13. Método según la reivindicación 12, en el que la amplificación de ácido nucleico se realiza usando PCR y los cebadores específicos de gen seleccionados de SEQ.ID.NO. 13-26.

14. Kit para la diferenciación entre colitis ulcerosa y enfermedad de Crohn basándose en el análisis de perfiles de expresión génica en muestras obtenidas a partir de los intestinos de un paciente, caracterizado porque dicho kit incluye pares de cebadores específicos de gen dirigidos a al menos dos genes marcadores seleccionados de SLC6A14, SLC26A2, GRO1, MMP-7, MAP-17, GISP y Vanin-1 y en el que dichos pares de cebadores específicos de gen se seleccionan de SEQ.ID.NO. 13 y SEQ.ID.NO. 14; SEQ.ID.NO. 15 y SEQ.ID.NO. 16; SEQ.ID.NO. 17 y SEQ.ID.NO. 18; SEQ.ID.NO. 19 y SEQ.ID.NO. 20; SEQ.ID.NO. 21 y SEQ.ID.NO. 22; SEQ.ID.NO. 23 y SEQ.ID.NO. 24; y SEQ.ID.NO. 25 y SEQ.ID.NO. 26 o pares de cebadores funcionalmente equivalentes específicos para los mismos genes marcadores.

15. Kit según la reivindicación 14, en el que dichos cebadores específicos son SEQ.ID.NO. 13 y SEQ.ID.NO. 14; SEQ.ID.NO. 15 y SEQ.ID.NO. 16; y SEQ.ID.NO. 17 y SEQ.ID.NO. 18.

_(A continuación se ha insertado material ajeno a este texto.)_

//! Typed configuration document.
//!
//! # Design
//! - One JSON document carries both the pipeline layout and the object-store catalogue.
//! - Every section defaults so a partial file (or none at all) still yields a usable config.
//! - Derived values (queue directories, durations) are computed, never stored twice.

use std::path::{Path, PathBuf};
use std::time::Duration;

use serde::{Deserialize, Deserializer, Serialize};
use url::Url;

use crate::defaults::{
    ABANDONED_DIR, COMPLETE_DIR, DEFAULT_CHUNK_SIZE, DEFAULT_LOG_LEVEL, DEFAULT_MAX_PART_RETRIES,
    DEFAULT_MAX_RETRIES, DEFAULT_PATTERN, DEFAULT_PAUSE_MS, DEFAULT_POLL_INTERVAL_MS,
    DEFAULT_ROOT, PROCESSING_DIR, READY_DIR, SPLIT_DIR,
};
use crate::error::{ConfigError, ConfigResult};

/// Complete configuration document.
#[derive(Debug, Clone, Default, PartialEq, Eq, Serialize, Deserialize)]
pub struct BaknadoConfig {
    /// Queue layout and worker policy.
    #[serde(default)]
    pub pipeline: PipelineSettings,
    /// Logging preferences.
    #[serde(default)]
    pub logging: LoggingSettings,
    /// Object-store accounts.
    #[serde(default)]
    pub services: Vec<ServiceConfig>,
    /// Named repositories mapping to a container within a service.
    #[serde(default)]
    pub containers: Vec<ContainerConfig>,
    /// HTTP proxies that may be selected by name.
    #[serde(default)]
    pub proxies: Vec<ProxyConfig>,
}

impl BaknadoConfig {
    /// Look up a service by name.
    ///
    /// # Errors
    ///
    /// Returns [`ConfigError::UnknownEntry`] when no service carries `name`.
    pub fn service(&self, name: &str) -> ConfigResult<&ServiceConfig> {
        self.services
            .iter()
            .find(|service| service.name == name)
            .ok_or_else(|| ConfigError::UnknownEntry {
                section: "services",
                name: name.to_string(),
            })
    }

    /// Look up a repository (container entry) by name.
    ///
    /// # Errors
    ///
    /// Returns [`ConfigError::UnknownEntry`] when no container carries `name`.
    pub fn container(&self, name: &str) -> ConfigResult<&ContainerConfig> {
        self.containers
            .iter()
            .find(|container| container.name == name)
            .ok_or_else(|| ConfigError::UnknownEntry {
                section: "containers",
                name: name.to_string(),
            })
    }

    /// Look up a proxy by name.
    ///
    /// # Errors
    ///
    /// Returns [`ConfigError::UnknownEntry`] when no proxy carries `name`.
    pub fn proxy(&self, name: &str) -> ConfigResult<&ProxyConfig> {
        self.proxies
            .iter()
            .find(|proxy| proxy.name == name)
            .ok_or_else(|| ConfigError::UnknownEntry {
                section: "proxies",
                name: name.to_string(),
            })
    }
}

/// Pipeline queue layout and retry policy.
#[derive(Debug, Clone, PartialEq, Eq, Serialize, Deserialize)]
#[serde(default)]
pub struct PipelineSettings {
    /// Directory under which the default queue directories live.
    pub root: PathBuf,
    /// Override for the ready queue directory.
    #[serde(skip_serializing_if = "Option::is_none")]
    pub ready_dir: Option<PathBuf>,
    /// Override for the processing queue directory.
    #[serde(skip_serializing_if = "Option::is_none")]
    pub processing_dir: Option<PathBuf>,
    /// Override for the complete queue directory.
    #[serde(skip_serializing_if = "Option::is_none")]
    pub complete_dir: Option<PathBuf>,
    /// Override for the abandoned (dead-letter) queue directory.
    #[serde(skip_serializing_if = "Option::is_none")]
    pub abandoned_dir: Option<PathBuf>,
    /// Override for the split working directory.
    #[serde(skip_serializing_if = "Option::is_none")]
    pub split_dir: Option<PathBuf>,
    /// Glob selecting request files within a queue directory.
    pub pattern: String,
    /// Upper bound on the size of a single part, in bytes.
    pub chunk_size: u64,
    /// Wait applied when the input queue is empty.
    pub poll_interval_ms: u64,
    /// Wait applied between processed jobs.
    pub pause_ms: u64,
    /// Request-level retry ceiling used when a request carries none.
    pub max_retries: u32,
    /// Part-level retry ceiling.
    pub max_part_retries: u32,
    /// Which splitter implementation produces parts.
    pub splitter: SplitterKind,
}

impl Default for PipelineSettings {
    fn default() -> Self {
        Self {
            root: PathBuf::from(DEFAULT_ROOT),
            ready_dir: None,
            processing_dir: None,
            complete_dir: None,
            abandoned_dir: None,
            split_dir: None,
            pattern: DEFAULT_PATTERN.to_string(),
            chunk_size: DEFAULT_CHUNK_SIZE,
            poll_interval_ms: DEFAULT_POLL_INTERVAL_MS,
            pause_ms: DEFAULT_PAUSE_MS,
            max_retries: DEFAULT_MAX_RETRIES,
            max_part_retries: DEFAULT_MAX_PART_RETRIES,
            splitter: SplitterKind::default(),
        }
    }
}

impl PipelineSettings {
    /// Directory holding requests waiting to be split.
    #[must_use]
    pub fn ready_dir(&self) -> PathBuf {
        self.resolve(self.ready_dir.as_deref(), READY_DIR)
    }

    /// Directory holding split requests waiting to be uploaded.
    #[must_use]
    pub fn processing_dir(&self) -> PathBuf {
        self.resolve(self.processing_dir.as_deref(), PROCESSING_DIR)
    }

    /// Directory holding fully uploaded requests.
    #[must_use]
    pub fn complete_dir(&self) -> PathBuf {
        self.resolve(self.complete_dir.as_deref(), COMPLETE_DIR)
    }

    /// Directory holding requests that exceeded their retry ceiling.
    #[must_use]
    pub fn abandoned_dir(&self) -> PathBuf {
        self.resolve(self.abandoned_dir.as_deref(), ABANDONED_DIR)
    }

    /// Working directory receiving per-request part directories.
    #[must_use]
    pub fn split_dir(&self) -> PathBuf {
        self.resolve(self.split_dir.as_deref(), SPLIT_DIR)
    }

    /// Idle poll interval.
    #[must_use]
    pub const fn poll_interval(&self) -> Duration {
        Duration::from_millis(self.poll_interval_ms)
    }

    /// Pause between processed jobs.
    #[must_use]
    pub const fn pause(&self) -> Duration {
        Duration::from_millis(self.pause_ms)
    }

    fn resolve(&self, explicit: Option<&Path>, default_leaf: &str) -> PathBuf {
        explicit.map_or_else(|| self.root.join(default_leaf), Path::to_path_buf)
    }
}

/// Splitter implementation selection.
#[derive(Debug, Clone, Copy, Default, PartialEq, Eq, Serialize, Deserialize)]
#[serde(rename_all = "snake_case")]
pub enum SplitterKind {
    /// Streaming in-process splitter.
    #[default]
    Native,
    /// External `split(1)` invocation.
    Command,
}

/// Logging preferences.
#[derive(Debug, Clone, PartialEq, Eq, Serialize, Deserialize)]
#[serde(default)]
pub struct LoggingSettings {
    /// Filter directive used when `RUST_LOG` is unset.
    pub level: String,
    /// Output format; inferred from the build profile when absent.
    #[serde(skip_serializing_if = "Option::is_none")]
    pub format: Option<LogFormatSetting>,
}

impl Default for LoggingSettings {
    fn default() -> Self {
        Self {
            level: DEFAULT_LOG_LEVEL.to_string(),
            format: None,
        }
    }
}

/// Log output format named in the configuration file.
#[derive(Debug, Clone, Copy, PartialEq, Eq, Serialize, Deserialize)]
#[serde(rename_all = "snake_case")]
pub enum LogFormatSetting {
    /// Structured JSON lines.
    Json,
    /// Human-readable output.
    Pretty,
}

/// Object-store account credentials.
#[derive(Debug, Clone, PartialEq, Eq, Serialize, Deserialize)]
pub struct ServiceConfig {
    /// Catalogue name.
    pub name: String,
    /// Service type advertised by the provider.
    #[serde(default = "default_service_type")]
    pub service_type: String,
    /// Storage account identifier.
    pub storage_id: String,
    /// Identity domain of the account.
    pub identity_domain: String,
    /// Account user.
    pub user: String,
    /// Password or API key (not an auth token).
    pub auth_key: String,
    /// Authentication endpoint.
    pub auth_url: String,
    /// Authentication method label.
    #[serde(default = "default_auth_method")]
    pub auth_method: String,
}

impl ServiceConfig {
    /// Username presented to the authentication endpoint.
    #[must_use]
    pub fn username(&self) -> String {
        format!("{}-{}:{}", self.storage_id, self.identity_domain, self.user)
    }
}

fn default_service_type() -> String {
    "object-store".to_string()
}

fn default_auth_method() -> String {
    "password".to_string()
}

/// Repository entry mapping a name to a container in a service.
#[derive(Debug, Clone, PartialEq, Eq, Serialize, Deserialize)]
pub struct ContainerConfig {
    /// Repository name referenced by requests.
    pub name: String,
    /// Container name within the service.
    pub container: String,
    /// Owning service name.
    pub service: String,
}

/// HTTP proxy entry.
#[derive(Debug, Clone, PartialEq, Eq, Serialize, Deserialize)]
pub struct ProxyConfig {
    /// Catalogue name.
    pub name: String,
    /// Proxy host.
    pub host: String,
    /// Proxy port; accepts either a number or a numeric string.
    #[serde(deserialize_with = "deserialize_port")]
    pub port: u16,
}

impl ProxyConfig {
    /// Render the proxy as an `http://host:port` URL.
    ///
    /// # Errors
    ///
    /// Returns [`ConfigError::InvalidField`] when the host cannot form a URL.
    pub fn url(&self) -> ConfigResult<Url> {
        let raw = format!("http://{}:{}", self.host, self.port);
        Url::parse(&raw).map_err(|_| {
            ConfigError::invalid("proxies", "host", "must form a valid URL", Some(raw.clone()))
        })
    }
}

#[derive(Deserialize)]
#[serde(untagged)]
enum PortRepr {
    Number(u16),
    Text(String),
}

fn deserialize_port<'de, D>(deserializer: D) -> Result<u16, D::Error>
where
    D: Deserializer<'de>,
{
    match PortRepr::deserialize(deserializer)? {
        PortRepr::Number(port) => Ok(port),
        PortRepr::Text(text) => text
            .trim()
            .parse::<u16>()
            .map_err(|_| serde::de::Error::custom("port must be between 0 and 65535")),
    }
}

16. Kit según la reivindicación 14, en el que dichos cebadores específicos son SEQ.ID.NO. 13 y SEQ.ID.NO. 14; SEQ.ID.NO. 15 y SEQ.ID.NO. 16; y SEQ.ID.NO. 19 y SEQ.ID.NO. 20.

17. Kit según una cualquiera de las reivindicaciones 14-16, que comprende además un agente de polimerización termoestable y cofactor(es) requerido(s).